Collected data:
•••

use std::io;
use std::io::IsTerminal;
use std::path::PathBuf;
use std::time::Duration;

use anyhow::Result;
use clap::{Args, CommandFactory, Parser, Subcommand};

use crate::browser::{Browser, PrintBrowser, SystemBrowser};
use crate::commands::{CommandContext, InfoFlags, ReportFlags};
use crate::probe::SystemProbe;
use crate::ui::UiConfig;

#[derive(Debug, Parser)]
#[command(
    name = "devdiag",
    version,
    about = "Developer environment diagnostics and pre-filled issue reports"
)]
pub struct Cli {
    #[arg(long = "no-color", global = true)]
    pub no_color: bool,
    #[arg(long, global = true)]
    pub verbose: bool,
    #[arg(long, global = true)]
    pub quiet: bool,
    #[arg(long, global = true)]
    pub config: Option<PathBuf>,
    /// Per-process timeout in seconds for environment probes.
    #[arg(long, global = true)]
    pub timeout: Option<u64>,
    #[arg(long, global = true)]
    pub dry_run: bool,

    #[command(subcommand)]
    pub command: Commands,
}

#[derive(Debug, Subcommand)]
pub enum Commands {
    /// Display dev environment version information
    Info(InfoArgs),
    /// Open a pre-filled bug report (or feature request) in the browser
    Report(ReportArgs),
    /// Print a shell completion script
    Completion(CompletionArgs),
    /// Show the effective configuration
    Config(ConfigArgs),
}

#[derive(Debug, Args)]
pub struct InfoArgs {
    /// output raw json
    #[arg(short, long)]
    pub json: bool,
    /// output yml
    #[arg(short, long, conflicts_with = "json")]
    pub yml: bool,
}

#[derive(Debug, Args)]
pub struct ReportArgs {
    /// request a feature instead of reporting a bug
    #[arg(short, long)]
    pub feature: bool,
}

#[derive(Debug, Args)]
pub struct CompletionArgs {
    pub shell: String,
}

#[derive(Debug, Args)]
pub struct ConfigArgs {
    #[arg(long)]
    pub show: bool,
    #[arg(long)]
    pub json: bool,
}

pub fn run() -> Result<()> {
    let cli = Cli::parse();
    init_logging(&cli);

    let stdout_is_tty = io::stdout().is_terminal();
    let stderr_is_tty = io::stderr().is_terminal();

    let home_dir = crate::platform::effective_home_dir()?;

    let env_config_path = std::env::var_os("DEVDIAG_CONFIG").map(PathBuf::from);
    let cfg = crate::config::load(
        cli.config.as_deref().or(env_config_path.as_deref()),
        &home_dir,
    )
    .map_err(crate::exit::invalid_args_err)?;
    tracing::debug!(config_path = ?cfg.config_path, "configuration loaded");

    let ui_cfg = UiConfig {
        color: stdout_is_tty && cfg.ui.color && !cli.no_color,
        stderr_is_tty,
        quiet: cli.quiet,
    };

    let probe = SystemProbe::new(
        Duration::from_secs(cli.timeout.unwrap_or(cfg.probe.timeout_secs)),
        ui_cfg.stderr_is_tty && !ui_cfg.quiet,
    );

    match cli.command {
        Commands::Info(args) => {
            let flags = InfoFlags {
                json: args.json,
                yml: args.yml,
            };
            let ctx = CommandContext::new(flags, &cfg.host).with_color(ui_cfg.color);
            let mut out = io::stdout().lock();
            match crate::commands::info::run(&ctx, &probe, &mut out) {
                Ok(()) => {}
                Err(err) if err.is_broken_pipe() => {}
                Err(err) => return Err(crate::exit::command_err(err)),
            }
        }
        Commands::Report(args) => {
            let flags = ReportFlags {
                feature: args.feature,
            };
            let ctx = CommandContext::new(flags, &cfg.host);
            let browser: &dyn Browser = if cli.dry_run {
                &PrintBrowser
            } else {
                &SystemBrowser
            };
            let url = crate::commands::report::run(&ctx, &probe, browser)
                .map_err(crate::exit::command_err)?;
            if !cli.dry_run && !ui_cfg.quiet {
                eprintln!("Opened {url}");
            }
        }
        Commands::Completion(args) => {
            let shell = parse_shell(&args.shell)?;
            let mut cmd = Cli::command();
            let mut out = io::stdout().lock();
            clap_complete::generate(shell, &mut cmd, "devdiag", &mut out);
        }
        Commands::Config(args) => {
            if args.show {
                if args.json {
                    let stdout = io::stdout();
                    serde_json::to_writer_pretty(stdout.lock(), &cfg)?;
                    println!();
                } else {
                    println!("{}", toml::to_string_pretty(&cfg)?);
                }
            } else if !ui_cfg.quiet {
                eprintln!("config: use `devdiag config --show`");
            }
        }
    }

    Ok(())
}

fn init_logging(cli: &Cli) {
    use tracing_subscriber::EnvFilter;

    let default_filter = if cli.verbose {
        "warn,devdiag=debug"
    } else if cli.quiet {
        "error"
    } else {
        "warn"
    };
    let filter =
        EnvFilter::try_from_env("DEVDIAG_LOG").unwrap_or_else(|_| EnvFilter::new(default_filter));
    let _ = tracing_subscriber::fmt()
        .with_env_filter(filter)
        .with_writer(io::stderr)
        .with_target(false)
        .try_init();
}

fn parse_shell(s: &str) -> Result<clap_complete::Shell> {
    let s = s.trim().to_ascii_lowercase();
    match s.as_str() {
        "bash" => Ok(clap_complete::Shell::Bash),
        "zsh" => Ok(clap_complete::Shell::Zsh),
        "fish" => Ok(clap_complete::Shell::Fish),
        other => Err(crate::exit::invalid_args(format!(
            "unsupported shell: {other} (expected bash|zsh|fish)"
        ))),
    }
}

•••

WHAT TO WORK ON: Lines above with "bool" in them are the ones to copy.

FINISHED TASK:
    pub no_color: bool,
    pub verbose: bool,
    pub quiet: bool,
    pub dry_run: bool,
    pub json: bool,
    pub yml: bool,
    pub feature: bool,
    pub show: bool,
    pub json: bool,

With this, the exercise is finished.